Expression profile and regulation of telomerase reverse transcriptase on oxygen-induced retinal neovascularization

Purpose: Telomerase is critical for the control of replicative capacity, which plays a major role in proliferative retinal neovascularization. In this study, we investigated the expression profiles of telomerase reverse transcriptase (Tert) in a mouse model of oxygen-induced retinal neovascularization and explored the possibility of inhibiting a retinal Tert expression with small interfering RNAs (SiRNA) as a novel potential approach to suppress proliferative retinopathy. Methods: The mouse oxygen-induced retinal neovascularization model was used to examine expression profiles in different developmental phases and to assess the anti-angiogenic activity of Tert-SiRNA. Recombinant SiRNA plasmids were injected intravitreously into mice with or without pathological retinal neovascularization. Fluorescein angiography, vessel counting, and the expression levels of Tert mRNA and protein were used to evaluate the anti-angiogenic effects.

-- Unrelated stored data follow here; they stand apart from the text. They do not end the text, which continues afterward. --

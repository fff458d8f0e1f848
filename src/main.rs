// ==========================================
// 库存分配引擎 - 命令行入口
// ==========================================
// 用法:
//   inventory-assign waterfall    --settings FILE [--data-dir DIR] [--config FILE]
//   inventory-assign proportional --settings FILE --metrics FILE.csv [--data-dir DIR] [--config FILE]
//   inventory-assign models       [--data-dir DIR] [--config FILE]
//   inventory-assign structure    [--data-dir DIR] [--config FILE]
// 输出: stdout 打印统一响应 JSON；失败时退出码为 1
// ==========================================

use anyhow::{anyhow, bail, Context};
use inventory_assign::api::{ApiResponse, AssignmentApi};
use inventory_assign::config::EngineConfig;
use inventory_assign::engine::AssignmentOrchestrator;
use inventory_assign::feeds::{load_metrics_csv, JsonFileFeed};
use inventory_assign::{logging, perf};
use serde::Serialize;
use std::path::PathBuf;
use std::sync::Arc;

const USAGE: &str = "用法: inventory-assign <waterfall|proportional|models|structure> \
[--settings FILE] [--metrics FILE.csv] [--data-dir DIR] [--config FILE]";

#[derive(Debug, Default)]
struct CliArgs {
    command: String,
    settings: Option<PathBuf>,
    metrics: Option<PathBuf>,
    data_dir: Option<PathBuf>,
    config: Option<PathBuf>,
}

fn parse_args() -> anyhow::Result<CliArgs> {
    let mut args = std::env::args().skip(1);
    let mut cli = CliArgs {
        command: args.next().ok_or_else(|| anyhow!(USAGE))?,
        ..Default::default()
    };

    while let Some(flag) = args.next() {
        let mut value = || {
            args.next()
                .map(PathBuf::from)
                .ok_or_else(|| anyhow!("{} 缺少参数值", flag))
        };
        match flag.as_str() {
            "--settings" => cli.settings = Some(value()?),
            "--metrics" => cli.metrics = Some(value()?),
            "--data-dir" => cli.data_dir = Some(value()?),
            "--config" => cli.config = Some(value()?),
            other => bail!("未知参数: {}\n{}", other, USAGE),
        }
    }

    Ok(cli)
}

fn print_json<T: Serialize>(response: &ApiResponse<T>) -> anyhow::Result<bool> {
    println!("{}", serde_json::to_string_pretty(response)?);
    Ok(response.success)
}

#[tokio::main]
async fn main() -> anyhow::Result<()> {
    logging::init();
    perf::configure_from_env();

    let cli = parse_args()?;
    let config = EngineConfig::load(cli.config.as_deref()).context("加载引擎配置失败")?;

    let data_dir = cli
        .data_dir
        .clone()
        .or_else(|| config.feeds.data_dir.clone())
        .ok_or_else(|| anyhow!("未指定数据目录（--data-dir 或 INVENTORY_ASSIGN_DATA_DIR）"))?;

    tracing::info!(
        version = inventory_assign::VERSION,
        command = %cli.command,
        data_dir = %data_dir.display(),
        "库存分配引擎启动"
    );

    let feed = Arc::new(JsonFileFeed::new(data_dir));
    let orchestrator = AssignmentOrchestrator::new(feed, config.cache.clone());
    let sweeper = orchestrator.start_sweeper();
    let api = AssignmentApi::new(orchestrator);

    let read_settings = || -> anyhow::Result<String> {
        let path = cli
            .settings
            .as_ref()
            .ok_or_else(|| anyhow!("缺少 --settings\n{}", USAGE))?;
        std::fs::read_to_string(path).with_context(|| format!("读取设置文件失败: {}", path.display()))
    };

    let success = match cli.command.as_str() {
        "waterfall" => {
            let raw = read_settings()?;
            let response = match AssignmentApi::parse_settings(&raw) {
                Ok(settings) => api.calculate_waterfall(&settings).await,
                Err(e) => ApiResponse::fail(&e),
            };
            print_json(&response)?
        }
        "proportional" => {
            let raw = read_settings()?;
            let metrics_path = cli
                .metrics
                .as_ref()
                .ok_or_else(|| anyhow!("按比例分配需要 --metrics\n{}", USAGE))?;
            let metrics = load_metrics_csv(metrics_path)?;
            let response = match AssignmentApi::parse_settings(&raw) {
                Ok(settings) => api.calculate_ratio(&settings, &metrics).await,
                Err(e) => ApiResponse::fail(&e),
            };
            print_json(&response)?
        }
        "models" => print_json(&ApiResponse::from(api.available_models().await))?,
        "structure" => print_json(&ApiResponse::from(api.hierarchical_structure().await))?,
        other => bail!("未知命令: {}\n{}", other, USAGE),
    };

    sweeper.abort();
    if !success {
        std::process::exit(1);
    }
    Ok(())
}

Results: Retinal Tert expression, as assessed by both mRNA and protein levels, was significantly up-regulated during the proliferative phase of oxygen-induced retinal neovascularization. Intravitreous injection of Tert-SiRNA effectively suppressed the expression of Tert mRNA and proteins and inhibited retinal neovascularization, as confirmed by retinal flat angiography and vessel counting. Conclusions: The expression of Tert was up-regulated during the development of oxygen-induced retinal neovascularization. Inhibiting Tert expression with SiRNA is effective in suppressing retinal neovascularization, suggesting that telomerase may be a potential therapeutic target for treating proliferative retinopathy.